Source data:

━━━━━━━━

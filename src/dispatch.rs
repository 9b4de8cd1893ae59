//! Dispatch engine: picks the ability serving a turn and calls it.
//!
//! The target of a turn is normally the best NLU intent. While an ability is
//! filling a slot (the caller sent back a context with `slot_filling`), every
//! turn is forced back to that ability, unless the user said the stop intent.

use std::collections::HashMap;
use std::sync::Arc;

use tracing::{info, warn};

use crate::ability::{Context, Device, Request, Response};
use crate::nlu::Nlu;
use crate::registry::AbilityRegistry;

/// Sentence returned when no ability could serve the turn.
pub const APOLOGY_SENTENCE: &str = "I didn't find any ability corresponding to your request.";

/// Dispatch settings.
#[derive(Debug, Clone)]
pub struct DispatchConfig {
    pub stop_intent: String,
    /// Intents answered locally with a fixed sentence.
    pub local_intents: HashMap<String, String>,
}

impl Default for DispatchConfig {
    fn default() -> Self {
        Self {
            stop_intent: "STOP".to_string(),
            local_intents: HashMap::from([("HELLO".to_string(), "Hello".to_string())]),
        }
    }
}

pub struct Dispatcher {
    registry: Arc<AbilityRegistry>,
    config: DispatchConfig,
}

impl Dispatcher {
    pub fn new(registry: Arc<AbilityRegistry>, config: DispatchConfig) -> Self {
        Self { registry, config }
    }

    /// Intent or ability name the turn should go to.
    pub fn resolve_target(&self, nlu: &Nlu, context: &Context) -> String {
        let best_intent = if nlu.intents.is_empty() {
            ""
        } else {
            nlu.best_intent.as_str()
        };

        if !context.is_slot_filling() || best_intent == self.config.stop_intent {
            best_intent.to_string()
        } else {
            context.last_ability.clone()
        }
    }

    /// Route one turn and return the reply to render. Never fails: every
    /// failure becomes the apology reply with an empty context.
    pub async fn request_ability(&self, nlu: Nlu, context: Context, device: Device) -> Response {
        let target = self.resolve_target(&nlu, &context);

        if target == self.config.stop_intent {
            info!(intent = %target, "Stop intent, closing the conversation");
            return Response::simple("");
        }

        if let Some(sentence) = self.config.local_intents.get(&target) {
            info!(intent = %target, "Answered locally");
            return Response::simple(sentence.clone());
        }

        let Some((client, source)) = self.registry.lookup(&target).await else {
            return Response::simple(APOLOGY_SENTENCE);
        };

        let request = Request {
            nlu,
            context,
            device,
        };
        match client.call_ability(&request).await {
            Ok(mut response) => {
                info!(
                    intent_or_ability = %target,
                    ability = %client.name(),
                    %source,
                    slot_filling = response.context.is_slot_filling(),
                    "Ability answered"
                );
                response.context.last_ability = client.name().to_string();
                response
            }
            Err(e) => {
                warn!(
                    intent_or_ability = %target,
                    ability = %client.name(),
                    error = %e,
                    "Ability call failed"
                );
                Response::simple(APOLOGY_SENTENCE)
            }
        }
    }
}
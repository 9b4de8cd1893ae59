//! Abilities: backend registrations and the wire protocol spoken with them.

pub mod client;
pub mod protocol;

pub use client::AbilityClient;
pub use protocol::{Context, Device, Request, Response};

use serde::{Deserialize, Serialize};

/// Registration of one ability backend and the intents it serves.
#[derive(Debug, Clone, Default, PartialEq, Eq, Serialize, Deserialize)]
pub struct Ability {
    pub name: String,
    pub host: String,
    pub port: u16,
    #[serde(default, deserialize_with = "crate::nlg::null_as_default")]
    pub intents: Vec<String>,
}

/// Where a resolved client came from.
#[derive(Debug, Clone, Copy, PartialEq, Eq, Serialize, Deserialize)]
#[serde(rename_all = "lowercase")]
pub enum AbilitySource {
    Cache,
    Database,
    Config,
}

impl AbilitySource {
    pub fn as_str(&self) -> &'static str {
        match self {
            AbilitySource::Cache => "cache",
            AbilitySource::Database => "database",
            AbilitySource::Config => "config",
        }
    }
}

impl std::fmt::Display for AbilitySource {
    fn fmt(&self, f: &mut std::fmt::Formatter<'_>) -> std::fmt::Result {
        f.write_str(self.as_str())
    }
}

impl std::str::FromStr for AbilitySource {
    type Err = String;

    fn from_str(s: &str) -> Result<Self, Self::Err> {
        match s {
            "cache" => Ok(AbilitySource::Cache),
            "database" => Ok(AbilitySource::Database),
            "config" => Ok(AbilitySource::Config),
            other => Err(format!("unknown ability source: {other}")),
        }
    }
}

/// Abilities known to every tier, as returned by the admin listing.
#[derive(Debug, Clone, Default, PartialEq, Serialize, Deserialize)]
pub struct Abilities {
    pub cache: Vec<Ability>,
    pub database: Vec<Ability>,
    pub config: Vec<Ability>,
}
//! `AbilityStore` trait: the persistent registry of ability backends.

use async_trait::async_trait;

use crate::ability::Ability;
use crate::error::DatabaseError;

/// Backend-agnostic store of ability registrations, keyed by name.
#[async_trait]
pub trait AbilityStore: Send + Sync {
    /// Insert or fully replace the ability with the same name. Returns the stored record.
    async fn create_or_update(&self, ability: &Ability) -> Result<Ability, DatabaseError>;

    /// All registered abilities.
    async fn get_all(&self) -> Result<Vec<Ability>, DatabaseError>;

    /// Abilities declaring `intent`, most recently updated first, then by name.
    async fn get_by_intent(&self, intent: &str) -> Result<Vec<Ability>, DatabaseError>;

    /// The ability registered under `name`, if any.
    async fn get_by_name(&self, name: &str) -> Result<Option<Ability>, DatabaseError>;
}
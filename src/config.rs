//! Configuration types, built from `ORATIO_*` environment variables.

use std::collections::HashMap;
use std::path::PathBuf;
use std::str::FromStr;
use std::time::Duration;

use serde::Serialize;

use crate::ability::Ability;
use crate::error::ConfigError;
use crate::registry::RegistryConfig;

const PREFIX: &str = "ORATIO_";

/// Full service configuration.
#[derive(Debug, Clone, Serialize)]
pub struct OratioConfig {
    pub server: ServerConfig,
    pub cerebro: ServiceConfig,
    pub anima: ServiceConfig,
    pub abilities: AbilitiesConfig,
}

#[derive(Debug, Clone, Serialize)]
pub struct ServerConfig {
    pub port: u16,
    /// `EnvFilter` directive; `None` defers to `RUST_LOG`.
    pub log_level: Option<String>,
}

/// Location of an HTTP collaborator (NLU or NLG).
#[derive(Debug, Clone, Serialize)]
pub struct ServiceConfig {
    pub host: String,
    pub port: u16,
    pub endpoint: String,
}

#[derive(Debug, Clone, Serialize)]
pub struct AbilitiesConfig {
    /// Path of the libSQL database file.
    pub db_path: PathBuf,
    /// Bound on every store call.
    pub store_timeout: Duration,
    /// Time a resolved client stays in the cache.
    pub cache_expiration: Duration,
    /// Period of the expired-entry sweep.
    pub cache_cleanup_interval: Duration,
    /// Request timeout of the HTTP client shared by ability clients.
    pub call_timeout: Duration,
    /// Intent that ends any running conversation.
    pub stop_intent: String,
    /// Intents answered locally with a fixed sentence, bypassing abilities.
    pub local_intents: HashMap<String, String>,
    /// Statically configured abilities, the last-resort resolution tier.
    pub list: Vec<Ability>,
}

impl AbilitiesConfig {
    pub fn registry_config(&self) -> RegistryConfig {
        RegistryConfig {
            cache_expiration: self.cache_expiration,
            cache_cleanup_interval: self.cache_cleanup_interval,
            store_timeout: self.store_timeout,
            abilities: self.list.clone(),
        }
    }
}

impl Default for OratioConfig {
    fn default() -> Self {
        Self {
            server: ServerConfig {
                port: 8080,
                log_level: None,
            },
            cerebro: ServiceConfig {
                host: "localhost".to_string(),
                port: 9444,
                endpoint: "/understand".to_string(),
            },
            anima: ServiceConfig {
                host: "localhost".to_string(),
                port: 9333,
                endpoint: "/restitute".to_string(),
            },
            abilities: AbilitiesConfig {
                db_path: PathBuf::from("./data/oratio.db"),
                store_timeout: Duration::from_secs(3),
                cache_expiration: Duration::from_secs(300),
                cache_cleanup_interval: Duration::from_secs(600),
                call_timeout: Duration::from_secs(10),
                stop_intent: "STOP".to_string(),
                local_intents: HashMap::from([("HELLO".to_string(), "Hello".to_string())]),
                list: Vec::new(),
            },
        }
    }
}

impl OratioConfig {
    /// Build config from the process environment.
    pub fn from_env() -> Result<Self, ConfigError> {
        Self::from_vars(|key| std::env::var(key).ok())
    }

    /// Build config from an arbitrary variable source. Keys are looked up
    /// with their `ORATIO_` prefix.
    pub fn from_vars<F>(get: F) -> Result<Self, ConfigError>
    where
        F: Fn(&str) -> Option<String>,
    {
        let vars = Vars { get };
        let defaults = Self::default();

        let server = ServerConfig {
            port: vars.parse("PORT", defaults.server.port)?,
            log_level: vars.string("LOG_LEVEL"),
        };

        let cerebro = ServiceConfig {
            host: vars.string("CEREBRO_HOST").unwrap_or(defaults.cerebro.host),
            port: vars.parse("CEREBRO_PORT", defaults.cerebro.port)?,
            endpoint: vars
                .string("CEREBRO_UNDERSTAND_ENDPOINT")
                .unwrap_or(defaults.cerebro.endpoint),
        };

        let anima = ServiceConfig {
            host: vars.string("ANIMA_HOST").unwrap_or(defaults.anima.host),
            port: vars.parse("ANIMA_PORT", defaults.anima.port)?,
            endpoint: vars
                .string("ANIMA_RESTITUTE_ENDPOINT")
                .unwrap_or(defaults.anima.endpoint),
        };

        let d = defaults.abilities;
        let list = match (vars.string("ABILITIES"), vars.string("ABILITIES_FILE")) {
            (Some(json), _) => parse_json::<Vec<Ability>>("ABILITIES", &json)?,
            (None, Some(path)) => {
                let json = std::fs::read_to_string(&path)?;
                parse_json::<Vec<Ability>>("ABILITIES_FILE", &json)?
            }
            (None, None) => d.list,
        };
        let local_intents = match vars.string("LOCAL_INTENTS") {
            Some(json) => parse_json::<HashMap<String, String>>("LOCAL_INTENTS", &json)?,
            None => d.local_intents,
        };

        let abilities = AbilitiesConfig {
            db_path: vars.string("DB_PATH").map(PathBuf::from).unwrap_or(d.db_path),
            store_timeout: vars.secs("STORE_TIMEOUT_SECS", d.store_timeout)?,
            cache_expiration: vars.secs("CACHE_EXPIRATION_SECS", d.cache_expiration)?,
            cache_cleanup_interval: vars
                .secs("CACHE_CLEANUP_INTERVAL_SECS", d.cache_cleanup_interval)?,
            call_timeout: vars.secs("ABILITY_TIMEOUT_SECS", d.call_timeout)?,
            stop_intent: vars.string("STOP_INTENT").unwrap_or(d.stop_intent),
            local_intents,
            list,
        };

        validate_abilities(&abilities.list)?;

        if abilities.cache_cleanup_interval.is_zero() {
            return Err(ConfigError::InvalidValue {
                key: format!("{PREFIX}CACHE_CLEANUP_INTERVAL_SECS"),
                message: "must be greater than zero".to_string(),
            });
        }

        Ok(Self {
            server,
            cerebro,
            anima,
            abilities,
        })
    }
}

struct Vars<F> {
    get: F,
}

impl<F> Vars<F>
where
    F: Fn(&str) -> Option<String>,
{
    /// Non-empty, trimmed value of `ORATIO_{key}`.
    fn string(&self, key: &str) -> Option<String> {
        (self.get)(&format!("{PREFIX}{key}"))
            .map(|v| v.trim().to_string())
            .filter(|v| !v.is_empty())
    }

    fn parse<T>(&self, key: &str, default: T) -> Result<T, ConfigError>
    where
        T: FromStr,
        T::Err: std::fmt::Display,
    {
        match self.string(key) {
            Some(raw) => raw.parse().map_err(|e: T::Err| ConfigError::InvalidValue {
                key: format!("{PREFIX}{key}"),
                message: format!("{raw:?}: {e}"),
            }),
            None => Ok(default),
        }
    }

    fn secs(&self, key: &str, default: Duration) -> Result<Duration, ConfigError> {
        self.parse(key, default.as_secs()).map(Duration::from_secs)
    }
}

/// Reject configured abilities indexed under an empty key.
fn validate_abilities(abilities: &[Ability]) -> Result<(), ConfigError> {
    for (index, ability) in abilities.iter().enumerate() {
        if ability.name.trim().is_empty() {
            return Err(ConfigError::InvalidValue {
                key: format!("{PREFIX}ABILITIES"),
                message: format!("ability #{index} has an empty name"),
            });
        }
        if ability.intents.iter().any(|i| i.trim().is_empty()) {
            return Err(ConfigError::InvalidValue {
                key: format!("{PREFIX}ABILITIES"),
                message: format!("ability {:?} declares an empty intent", ability.name),
            });
        }
    }
    Ok(())
}

fn parse_json<T: serde::de::DeserializeOwned>(key: &str, raw: &str) -> Result<T, ConfigError> {
    serde_json::from_str(raw)
        .map_err(|e| ConfigError::ParseError(format!("{PREFIX}{key} is not valid JSON: {e}")))
}
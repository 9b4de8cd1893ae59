use anyhow::Context as _;
use tracing_subscriber::EnvFilter;

use oratio::app::App;
use oratio::config::OratioConfig;

#[tokio::main]
async fn main() -> anyhow::Result<()> {
    let config = OratioConfig::from_env().context("invalid configuration")?;

    // ORATIO_LOG_LEVEL wins over RUST_LOG.
    let filter = match &config.server.log_level {
        Some(level) => EnvFilter::try_new(level)
            .with_context(|| format!("invalid ORATIO_LOG_LEVEL {level:?}"))?,
        None => EnvFilter::try_from_default_env().unwrap_or_else(|_| EnvFilter::new("info")),
    };
    tracing_subscriber::fmt()
        .with_env_filter(filter)
        .with_target(false)
        .init();

    tracing::info!(version = env!("CARGO_PKG_VERSION"), "Starting Oratio");
    tracing::debug!(
        config = %serde_json::to_string(&config).unwrap_or_default(),
        "Configuration loaded"
    );

    let app = App::open(&config).await.with_context(|| {
        format!(
            "failed to open the ability store at {}",
            config.abilities.db_path.display()
        )
    })?;

    let addr = format!("0.0.0.0:{}", config.server.port);
    let listener = tokio::net::TcpListener::bind(&addr)
        .await
        .with_context(|| format!("failed to bind {addr}"))?;
    tracing::info!(port = config.server.port, "Listening");

    axum::serve(listener, app.router())
        .with_graceful_shutdown(shutdown_signal())
        .await
        .context("server error")?;

    app.sweep.abort();
    tracing::info!("Shut down");
    Ok(())
}

async fn shutdown_signal() {
    if let Err(e) = tokio::signal::ctrl_c().await {
        tracing::error!(error = %e, "Failed to listen for shutdown signal");
        std::future::pending::<()>().await;
    }
}
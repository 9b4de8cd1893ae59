//! NLG collaborator (Anima): renders a structured reply into a sentence.

use async_trait::async_trait;
use serde::{Deserialize, Serialize};

use crate::error::CollaboratorError;

const SERVICE: &str = "anima";

/// Structured sentence returned by an ability, rendered by the NLG service.
#[derive(Debug, Clone, Default, PartialEq, Serialize, Deserialize)]
pub struct Nlg {
    #[serde(default, skip_serializing_if = "String::is_empty")]
    pub sentence: String,
    #[serde(default, skip_serializing_if = "Vec::is_empty", deserialize_with = "crate::nlg::null_as_default")]
    pub params: Vec<NlgParam>,
}

impl Nlg {
    pub fn sentence(sentence: impl Into<String>) -> Self {
        Self {
            sentence: sentence.into(),
            params: Vec::new(),
        }
    }
}

/// A named, typed value interpolated into an NLG sentence.
#[derive(Debug, Clone, Default, PartialEq, Serialize, Deserialize)]
pub struct NlgParam {
    #[serde(default, skip_serializing_if = "String::is_empty")]
    pub name: String,
    #[serde(default, skip_serializing_if = "serde_json::Value::is_null")]
    pub value: serde_json::Value,
    #[serde(default, rename = "type", skip_serializing_if = "String::is_empty")]
    pub kind: String,
}

/// Turns an [`Nlg`] into the text spoken back to the user.
#[async_trait]
pub trait Generator: Send + Sync {
    async fn generate(&self, nlg: &Nlg) -> Result<String, CollaboratorError>;
}

/// HTTP client for the Anima restitution endpoint.
pub struct AnimaClient {
    client: reqwest::Client,
    url: String,
}

impl AnimaClient {
    pub fn new(client: reqwest::Client, host: &str, port: u16, restitute_endpoint: &str) -> Self {
        Self {
            client,
            url: format!("http://{host}:{port}{}", normalize_endpoint(restitute_endpoint)),
        }
    }

    pub fn url(&self) -> &str {
        &self.url
    }
}

#[async_trait]
impl Generator for AnimaClient {
    async fn generate(&self, nlg: &Nlg) -> Result<String, CollaboratorError> {
        let resp = self
            .client
            .post(&self.url)
            .json(nlg)
            .send()
            .await
            .map_err(|e| CollaboratorError::RequestFailed {
                service: SERVICE.into(),
                reason: e.to_string(),
            })?;

        let status = resp.status();
        tracing::debug!(client = SERVICE, status = status.as_u16(), url = %self.url, "POST");
        if !status.is_success() {
            return Err(CollaboratorError::Status {
                service: SERVICE.into(),
                status: status.as_u16(),
            });
        }

        resp.text()
            .await
            .map_err(|e| CollaboratorError::InvalidResponse {
                service: SERVICE.into(),
                reason: e.to_string(),
            })
    }
}

/// Deserialize an explicit `null` as the type's default, as sent for nil
/// slices and maps by collaborators that do not omit empty fields.
pub(crate) fn null_as_default<'de, D, T>(deserializer: D) -> Result<T, D::Error>
where
    D: serde::Deserializer<'de>,
    T: Deserialize<'de> + Default,
{
    Option::<T>::deserialize(deserializer).map(Option::unwrap_or_default)
}

/// Ensure a configured endpoint path starts with `/`.
pub(crate) fn normalize_endpoint(endpoint: &str) -> String {
    if endpoint.starts_with('/') {
        endpoint.to_string()
    } else {
        format!("/{endpoint}")
    }
}

#[cfg(test)]
mod tests {
    use super::*;

    #[test]
    fn endpoint_gets_leading_slash() {
        assert_eq!(normalize_endpoint("restitute"), "/restitute");
        assert_eq!(normalize_endpoint("/restitute"), "/restitute");
    }

    #[test]
    fn client_url_is_built_from_host_and_port() {
        let client = AnimaClient::new(reqwest::Client::new(), "anima", 9333, "restitute");
        assert_eq!(client.url(), "http://anima:9333/restitute");
    }

    #[test]
    fn nlg_serializes_param_type_field() {
        let nlg = Nlg {
            sentence: "It is {{time}}".into(),
            params: vec![NlgParam {
                name: "time".into(),
                value: serde_json::json!("12 h 30"),
                kind: "time".into(),
            }],
        };
        let json = serde_json::to_value(&nlg).unwrap();
        assert_eq!(json["params"][0]["type"], "time");
        assert_eq!(json["params"][0]["value"], "12 h 30");
    }

    #[test]
    fn empty_nlg_serializes_to_empty_object() {
        let json = serde_json::to_value(Nlg::default()).unwrap();
        assert_eq!(json, serde_json::json!({}));
    }
}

━━━━━━━━

** Task to carry out **
What you give back should be only the lines of the records above, starting at the line with "pub mod protocol;" and ending at the line with "use crate::error::DatabaseError;", restated word for word.

** Answer for the task **
pub mod protocol;

pub use client::AbilityClient;
pub use protocol::{Context, Device, Request, Response};

use serde::{Deserialize, Serialize};

/// Registration of one ability backend and the intents it serves.
#[derive(Debug, Clone, Default, PartialEq, Eq, Serialize, Deserialize)]
pub struct Ability {
    pub name: String,
    pub host: String,
    pub port: u16,
    #[serde(default, deserialize_with = "crate::nlg::null_as_default")]
    pub intents: Vec<String>,
}

/// Where a resolved client came from.
#[derive(Debug, Clone, Copy, PartialEq, Eq, Serialize, Deserialize)]
#[serde(rename_all = "lowercase")]
pub enum AbilitySource {
    Cache,
    Database,
    Config,
}

impl AbilitySource {
    pub fn as_str(&self) -> &'static str {
        match self {
            AbilitySource::Cache => "cache",
            AbilitySource::Database => "database",
            AbilitySource::Config => "config",
        }
    }
}

impl std::fmt::Display for AbilitySource {
    fn fmt(&self, f: &mut std::fmt::Formatter<'_>) -> std::fmt::Result {
        f.write_str(self.as_str())
    }
}

impl std::str::FromStr for AbilitySource {
    type Err = String;

    fn from_str(s: &str) -> Result<Self, Self::Err> {
        match s {
            "cache" => Ok(AbilitySource::Cache),
            "database" => Ok(AbilitySource::Database),
            "config" => Ok(AbilitySource::Config),
            other => Err(format!("unknown ability source: {other}")),
        }
    }
}

/// Abilities known to every tier, as returned by the admin listing.
#[derive(Debug, Clone, Default, PartialEq, Serialize, Deserialize)]
pub struct Abilities {
    pub cache: Vec<Ability>,
    pub database: Vec<Ability>,
    pub config: Vec<Ability>,
}
//! `AbilityStore` trait: the persistent registry of ability backends.

use async_trait::async_trait;

use crate::ability::Ability;
use crate::error::DatabaseError;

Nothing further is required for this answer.